What's the need for call() in prototypical inheritance

Question

I'm having some trouble deciphering prototypical inheritance in JavaScript, and thought of posting it here. Consider this simple example:

function Employee() {
    this.name = "Rob";
    this.dept = "R&D";
}

function Manager() {
    //Employee.call(this);
    this.reports = ["Report 1", "Report 2", "Report 3"];
}

Manager.prototype = Object.create(Employee.prototype);

Employee.prototype.type = "human";
m = new Manager();
console.log(m.name); //undefined
console.log(m.type); //human

What I can't understand is the utility of the line Employee.call(this). Since we're going to be setting Employee.protoype as Manager's prototype, what's the need for (as I see it) explicitly forcing the creation of variables in Employee through call()? Earlier I thought that it might be because no object of Employee exists, and JS inheritance can't work without objects, so call() here served to "complete the object build". But then, the type property gets reflected in Manager without the need for call(), which proves that we don't need a hard object to perform inheritance (what I mean is, just the class-like constructor function definition will do).
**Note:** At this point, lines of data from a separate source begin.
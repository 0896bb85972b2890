//! Configuration types
//!
//! `AppConfig` enumerates every recognized option. It can be loaded from a
//! YAML file; anything left out falls back to its default.
//!
//! ```yaml
//! api:
//!   base_url: https://api.openbrewerydb.org/v1/breweries
//!   timeout_secs: 10
//!   backoff: linear
//! display:
//!   page_size: 10
//!   search_label: Breweries matching
//! ```

use crate::error::{Error, Result};
use crate::fetch::{MAX_PER_PAGE, MAX_RANDOM_SIZE};
use crate::http::{HttpClientConfig, RateLimiterConfig};
use crate::pagination::DEFAULT_PAGE_SIZE;
use crate::types::BackoffType;
use serde::{Deserialize, Serialize};
use std::fs;
use std::path::Path;
use std::time::Duration;

/// Public Open Brewery DB endpoint
pub const DEFAULT_BASE_URL: &str = "https://api.openbrewerydb.org/v1/breweries";

// ============================================================================
// Top-Level Config
// ============================================================================

/// Complete application configuration
#[derive(Debug, Clone, Default, PartialEq, Serialize, Deserialize)]
#[serde(default)]
pub struct AppConfig {
    /// Remote API settings
    pub api: ApiConfig,

    /// Display and paging settings
    pub display: DisplayConfig,
}

impl AppConfig {
    /// Load configuration from a YAML file
    pub fn from_file(path: impl AsRef<Path>) -> Result<Self> {
        let path = path.as_ref();
        let content = fs::read_to_string(path).map_err(|e| {
            if e.kind() == std::io::ErrorKind::NotFound {
                Error::FileNotFound {
                    path: path.display().to_string(),
                }
            } else {
                Error::config(format!(
                    "Failed to read config file '{}': {e}",
                    path.display()
                ))
            }
        })?;
        Self::from_yaml_str(&content)
    }

    /// Parse configuration from a YAML string
    pub fn from_yaml_str(yaml: &str) -> Result<Self> {
        // An empty document means "all defaults"
        if yaml.trim().is_empty() {
            return Ok(Self::default());
        }
        let config: Self = serde_yaml::from_str(yaml)?;
        config.validate()?;
        Ok(config)
    }

    /// Check every value is within its accepted range
    pub fn validate(&self) -> Result<()> {
        self.api.validate()?;
        self.display.validate()
    }
}

// ============================================================================
// API Config
// ============================================================================

/// Remote API settings
#[derive(Debug, Clone, PartialEq, Serialize, Deserialize)]
#[serde(default)]
pub struct ApiConfig {
    /// Base URL of the breweries collection
    pub base_url: String,

    /// Request timeout in seconds
    pub timeout_secs: u64,

    /// Retries for transient failures
    pub max_retries: u32,

    /// Client-side request rate cap, 0 disables limiting
    pub requests_per_second: u32,

    /// How retry delays grow between attempts
    pub backoff: BackoffType,

    /// Delay before the first retry, in milliseconds
    pub initial_backoff_ms: u64,

    /// Upper bound on any retry delay, in milliseconds
    pub max_backoff_ms: u64,
}

impl Default for ApiConfig {
    fn default() -> Self {
        Self {
            base_url: DEFAULT_BASE_URL.to_string(),
            timeout_secs: 30,
            max_retries: 3,
            requests_per_second: 10,
            backoff: BackoffType::Exponential,
            initial_backoff_ms: 100,
            max_backoff_ms: 10_000,
        }
    }
}

impl ApiConfig {
    fn validate(&self) -> Result<()> {
        if self.base_url.trim().is_empty() {
            return Err(Error::invalid_value("api.base_url", "must not be empty"));
        }
        url::Url::parse(&self.base_url)?;
        if self.timeout_secs == 0 {
            return Err(Error::invalid_value("api.timeout_secs", "must be at least 1"));
        }
        if self.max_backoff_ms < self.initial_backoff_ms {
            return Err(Error::invalid_value(
                "api.max_backoff_ms",
                "must not be below api.initial_backoff_ms",
            ));
        }
        Ok(())
    }

    /// HTTP client settings derived from this config
    pub fn http_config(&self) -> HttpClientConfig {
        let rate_limit = (self.requests_per_second > 0)
            .then(|| RateLimiterConfig::per_second(self.requests_per_second));

        HttpClientConfig::builder()
            .base_url(self.base_url.clone())
            .timeout(Duration::from_secs(self.timeout_secs))
            .max_retries(self.max_retries)
            .backoff(
                self.backoff,
                Duration::from_millis(self.initial_backoff_ms),
                Duration::from_millis(self.max_backoff_ms),
            )
            .rate_limit(rate_limit)
            .header("Accept", "application/json")
            .build()
    }
}

// ============================================================================
// Display Config
// ============================================================================

/// Display and paging settings
#[derive(Debug, Clone, PartialEq, Serialize, Deserialize)]
#[serde(default)]
pub struct DisplayConfig {
    /// Records per page
    pub page_size: usize,

    /// `per_page` sent with search requests
    pub search_fetch_size: u32,

    /// Size of a random sample
    pub random_sample_size: u32,

    /// Label prefix for search results, followed by the search term
    pub search_label: String,

    /// Label for a random sample
    pub random_label: String,

    /// Shown in place of an empty result list
    pub empty_message: String,

    /// Placeholder for absent fields
    pub missing_value: String,
}

impl Default for DisplayConfig {
    fn default() -> Self {
        Self {
            page_size: DEFAULT_PAGE_SIZE,
            search_fetch_size: MAX_PER_PAGE,
            random_sample_size: MAX_RANDOM_SIZE,
            search_label: "Search results for".to_string(),
            random_label: "Random breweries".to_string(),
            empty_message: "No breweries found.".to_string(),
            missing_value: "N/A".to_string(),
        }
    }
}

impl DisplayConfig {
    fn validate(&self) -> Result<()> {
        if self.page_size == 0 {
            return Err(Error::invalid_value("display.page_size", "must be at least 1"));
        }
        if !(1..=MAX_PER_PAGE).contains(&self.search_fetch_size) {
            return Err(Error::invalid_value(
                "display.search_fetch_size",
                format!("must be between 1 and {MAX_PER_PAGE}"),
            ));
        }
        if !(1..=MAX_RANDOM_SIZE).contains(&self.random_sample_size) {
            return Err(Error::invalid_value(
                "display.random_sample_size",
                format!("must be between 1 and {MAX_RANDOM_SIZE}"),
            ));
        }
        Ok(())
    }

    /// Label shown above search results
    pub fn search_label_for(&self, term: &str) -> String {
        format!("{} {term}", self.search_label)
    }
}
//! CLI commands and argument parsing

use clap::{Parser, Subcommand};
use std::path::PathBuf;

/// Search and page through the Open Brewery DB directory
#[derive(Parser, Debug)]
#[command(name = "brewery-browser")]
#[command(author, version, about, long_about = None)]
pub struct Cli {
    /// Configuration file (YAML)
    #[arg(short = 'C', long, global = true)]
    pub config: Option<PathBuf>,

    /// Override the API base URL
    #[arg(long, global = true)]
    pub base_url: Option<String>,

    /// Records per page
    #[arg(long, global = true)]
    pub page_size: Option<usize>,

    /// Output format
    #[arg(short, long, global = true, default_value = "pretty")]
    pub format: OutputFormat,

    /// Verbose output
    #[arg(short, long, global = true)]
    pub verbose: bool,

    #[command(subcommand)]
    pub command: Commands,
}

/// CLI subcommands
#[derive(Subcommand, Debug)]
pub enum Commands {
    /// Search breweries and print one page of results
    Search {
        /// Search term (several words are joined with spaces)
        #[arg(required = true, num_args = 1..)]
        query: Vec<String>,

        /// Page to print (1-based)
        #[arg(long, default_value = "1")]
        page: usize,
    },

    /// Print one page of a random sample
    Random {
        /// Sample size (1-50, defaults to the configured size)
        #[arg(long)]
        size: Option<u32>,

        /// Page to print (1-based)
        #[arg(long, default_value = "1")]
        page: usize,
    },

    /// Show the detail view of one brewery
    Show {
        /// Brewery id
        id: String,
    },

    /// Interactive session reading commands from stdin
    Browse {
        /// Run this search before the first prompt
        #[arg(long, conflicts_with = "random")]
        query: Option<String>,

        /// Start with a random sample
        #[arg(long)]
        random: bool,
    },
}

/// Output format
#[derive(Debug, Clone, Copy, PartialEq, Eq, clap::ValueEnum)]
pub enum OutputFormat {
    /// JSON output (one message per line)
    Json,
    /// Human-readable output
    Pretty,
}

#[cfg(test)]
mod tests {
    use super::*;
    use clap::CommandFactory;

    #[test]
    fn test_cli_definition_is_valid() {
        Cli::command().debug_assert();
    }

    #[test]
    fn test_parse_search_with_globals() {
        let cli = Cli::try_parse_from([
            "brewery-browser",
            "search",
            "dog",
            "fish",
            "--page",
            "2",
            "--page-size",
            "10",
            "-f",
            "json",
        ])
        .unwrap();

        assert_eq!(cli.page_size, Some(10));
        assert_eq!(cli.format, OutputFormat::Json);
        match cli.command {
            Commands::Search { query, page } => {
                assert_eq!(query, vec!["dog".to_string(), "fish".to_string()]);
                assert_eq!(page, 2);
            }
            other => panic!("Expected search, got {other:?}"),
        }
    }

    #[test]
    fn test_search_requires_query() {
        assert!(Cli::try_parse_from(["brewery-browser", "search"]).is_err());
    }

    #[test]
    fn test_browse_query_conflicts_with_random() {
        let result = Cli::try_parse_from([
            "brewery-browser",
            "browse",
            "--query",
            "ale",
            "--random",
        ]);
        assert!(result.is_err());
    }
}
// Allow common clippy pedantic lints that aren't critical for this codebase
#![allow(clippy::cast_possible_truncation)]
#![allow(clippy::cast_sign_loss)]
#![allow(clippy::cast_lossless)]
#![allow(clippy::too_many_lines)]
#![allow(clippy::ref_option)]
#![allow(clippy::unused_self)]
#![allow(clippy::struct_excessive_bools)]
#![allow(clippy::must_use_candidate)]
#![allow(clippy::items_after_statements)]
#![allow(clippy::unnecessary_wraps)]
#![allow(clippy::match_same_arms)]
#![allow(clippy::match_wildcard_for_single_variants)]
#![allow(clippy::needless_pass_by_value)]
#![allow(clippy::unused_async)]

//! # Brewery Browser
//!
//! Search and page through the Open Brewery DB directory from the terminal.
//!
//! ## Features
//!
//! - **Search and random sampling** against the public Open Brewery DB API
//! - **Client-side pagination** over each fetched result set
//! - **Detail view** with normalized North American phone numbers
//! - **Pretty or JSON output** through a pluggable renderer
//!
//! ## Quick Start
//!
//! ```rust,ignore
//! use brewery_browser::config::AppConfig;
//! use brewery_browser::fetch::OpenBreweryClient;
//! use brewery_browser::render::TextRenderer;
//! use brewery_browser::{Command, Result, Session};
//!
//! #[tokio::main]
//! async fn main() -> Result<()> {
//!     let config = AppConfig::default();
//!     let fetcher = OpenBreweryClient::new(&config.api)?;
//!     let mut session = Session::new(fetcher, config.display.clone());
//!     let mut renderer = TextRenderer::new(std::io::stdout(), config.display);
//!
//!     session.dispatch(Command::Search("dog".into()), &mut renderer).await?;
//!     session.dispatch(Command::Advance, &mut renderer).await?;
//!     Ok(())
//! }
//! ```
//!
//! ## Architecture
//!
//! ```text
//! ┌───────────────────────────────────────────────────────┐
//! │                   CLI (search/random/show/browse)     │
//! └───────────────────────────┬───────────────────────────┘
//!                             │ Command
//! ┌───────────────────────────┴───────────────────────────┐
//! │  Session: result set, page cursor, detail, pending    │
//! └──────┬──────────────────────┬──────────────────┬──────┘
//!        │                      │                  │
//! ┌──────┴──────┐      ┌────────┴────────┐  ┌──────┴──────┐
//! │   Fetch     │      │   Pagination    │  │   Render    │
//! │ search      │      │ advance/retreat │  │ text / json │
//! │ random, get │      │ window, labels  │  │ phone fmt   │
//! └──────┬──────┘      └─────────────────┘  └─────────────┘
//!        │
//! ┌──────┴──────┐
//! │ HTTP: retry │
//! │ rate limit  │
//! └─────────────┘
//! ```

#![warn(missing_docs)]
#![warn(clippy::all)]
#![warn(clippy::pedantic)]
#![allow(clippy::module_name_repetitions)]
#![allow(clippy::must_use_candidate)]
#![allow(clippy::missing_errors_doc)]
#![allow(clippy::missing_panics_doc)]
#![allow(clippy::doc_markdown)]
#![allow(missing_docs)]

// ============================================================================
// Module declarations
// ============================================================================

/// Error types
pub mod error;

/// Brewery record and common type aliases
pub mod types;

/// Phone and address formatting
pub mod format;

/// Application configuration
pub mod config;

/// HTTP client with retry and rate limiting
pub mod http;

/// Open Brewery DB data fetcher
pub mod fetch;

/// Client-side pagination over a result set
pub mod pagination;

/// Result, detail and status rendering
pub mod render;

/// Browsing session state and command dispatch
pub mod session;

/// Command-line interface
pub mod cli;

// ============================================================================
// Re-exports
// ============================================================================

pub use error::{Error, Result};
pub use types::*;

pub use config::AppConfig;
pub use pagination::PaginationController;
pub use session::{Command, Flow, Session};

/// Crate version
pub const VERSION: &str = env!("CARGO_PKG_VERSION");

/// Crate name
pub const NAME: &str = env!("CARGO_PKG_NAME");
//! Render module
//!
//! Turns controller output into something a person (or a script) can read.
//!
//! # Overview
//!
//! - `Renderer` - the trait the session draws through
//! - `TextRenderer` - human-readable list, page label and detail view
//! - `JsonRenderer` - one JSON message per line

mod json;
mod text;
mod types;

pub use json::JsonRenderer;
pub use text::TextRenderer;
pub use types::{RenderMessage, Renderer};

#[cfg(test)]
mod tests;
I hope I haven't made it too complicated. In short: Why is call() needed here, and why does the property type work without call() (if call() is that important, that is).

Answer 1

The purpose of Employee.call(this) is to add name and department attributes to Manager instances.

Usage of call() is more by convention and it allows to modify the caller (this) in place.

The property type worked since you went through the prototype interface.

If you uncomment the Employee.call(this), then m.name will become 'Rob'.